3. Dimension-Based Benchmarks
You can select a specific dimension (such as a team, role, or organizational unit) as your comparison group. When you select dimension-based benchmarks, you're comparing only against members of that specific dimension, not the whole company.
Important: Percentiles are NOT automatically segmented by team or role. You explicitly choose which comparison group to use—whole company, industry, or a specific dimension.
Interpreting Your Percentile Rank
Since weighted PRs/week is designated as a positive metric (higher is better):
Percentile Rank | Interpretation |
0–25th | Below average; lower output than most peers |
25th–50th | Somewhat below average |
50th (median) | Average; at the exact center of your comparison group |
50th–75th | Somewhat above average |
75th–90th | Well above average; top performer |
90th+ | Among the highest performers in your comparison group |
Example: If you're at the 90th percentile in organization mode, you produce more weighted PRs than approximately 90% of everyone in your company. If you switch to a team-based benchmark, you'd be comparing only against that team's members.
Key Points to Remember
Default comparison = whole company: Unless you explicitly select a dimension or industry benchmark, you're being compared against everyone in your organization
Mutually exclusive modes: Selecting one benchmarking mode automatically clears filters from the others to prevent confusion
Only developers included: Source not found: developer filtering The metric only counts merged PRs from active developers (excluding out-of-office days)
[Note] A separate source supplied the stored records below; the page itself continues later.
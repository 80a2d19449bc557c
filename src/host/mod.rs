//! Mail client host
//!
//! The host is the mail client the comment panel runs inside. Only the
//! narrow read surface the engine needs is modelled here.

use async_trait::async_trait;
use std::sync::Arc;
use tokio::sync::RwLock;

use crate::types::{MailItem, Platform};

/// Read access to the mail client
#[async_trait]
pub trait MailHost: Send + Sync {
    /// The currently open message, or `None` while the host is still initializing
    async fn current_item(&self) -> Option<MailItem>;

    /// Platform the host runs on
    fn platform(&self) -> Platform;
}

/// Host backed by a fixed message snapshot
///
/// Used by the command-line front end and in tests. The item can be swapped
/// or cleared to simulate navigation.
pub struct StaticHost {
    platform: Platform,
    item: RwLock<Option<MailItem>>,
}

impl StaticHost {
    pub fn new(platform: Platform, item: Option<MailItem>) -> Self {
        Self {
            platform,
            item: RwLock::new(item),
        }
    }

    pub fn shared(platform: Platform, item: Option<MailItem>) -> Arc<Self> {
        Arc::new(Self::new(platform, item))
    }

    /// Replace the open item
    pub async fn set_item(&self, item: Option<MailItem>) {
        *self.item.write().await = item;
    }
}

#[async_trait]
impl MailHost for StaticHost {
    async fn current_item(&self) -> Option<MailItem> {
        self.item.read().await.clone()
    }

    fn platform(&self) -> Platform {
        self.platform
    }
}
Percentiles shift over time: As your organization changes, percentile thresholds recalculate—you can't directly compare percentile rankings across different time periods
So to directly answer your question: Yes, by default it's looking at the whole company, but you have the flexibility to change that to a specific team, role, or other dimension if you want more targeted comparisons.